**HOW TO COMPLETE THIS TASK**
In the entries below, some lines contain "followed"; work out how many and answer with the figure only.

**DATA RECORDS**
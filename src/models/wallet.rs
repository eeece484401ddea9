//! Tracked source wallet configuration.

use chrono::{DateTime, Utc};
use rust_decimal::Decimal;
use serde::{Deserialize, Serialize};

/// Per-wallet follow settings, owned by the store.
#[derive(Debug, Clone, Serialize, Deserialize)]
pub struct TrackedWalletConfig {
    /// Wallet address, lower-case
    pub address: String,

    /// Whether events from this wallet are followed
    pub enabled: bool,

    /// Cap on follow notional, overriding the default
    pub max_position_usd: Option<Decimal>,

    /// Loss ratio that triggers a forced close, overriding the default
    pub stop_loss_ratio: Option<Decimal>,

    /// Display label
    #[serde(default)]
    pub nickname: Option<String>,

    pub created_at: DateTime<Utc>,
    pub updated_at: DateTime<Utc>,
}

impl TrackedWalletConfig {
    /// Label for display: nickname when set, else the truncated address.
    pub fn display_name(&self) -> String {
        match &self.nickname {
            Some(name) if !name.is_empty() => name.clone(),
            _ => short_address(&self.address),
        }
    }
}

/// Truncate a wallet address to `0x1234...abcd`.
pub fn short_address(address: &str) -> String {
    if address.len() > 12 {
        format!("{}...{}", &address[..6], &address[address.len() - 4..])
    } else {
        address.to_string()
    }
}

/// `0x` followed by 40 hex digits.
pub fn is_valid_address(address: &str) -> bool {
    address
        .strip_prefix("0x")
        .is_some_and(|hex| hex.len() == 40 && hex.chars().all(|c| c.is_ascii_hexdigit()))
}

**EXERCISE SOLUTION**
2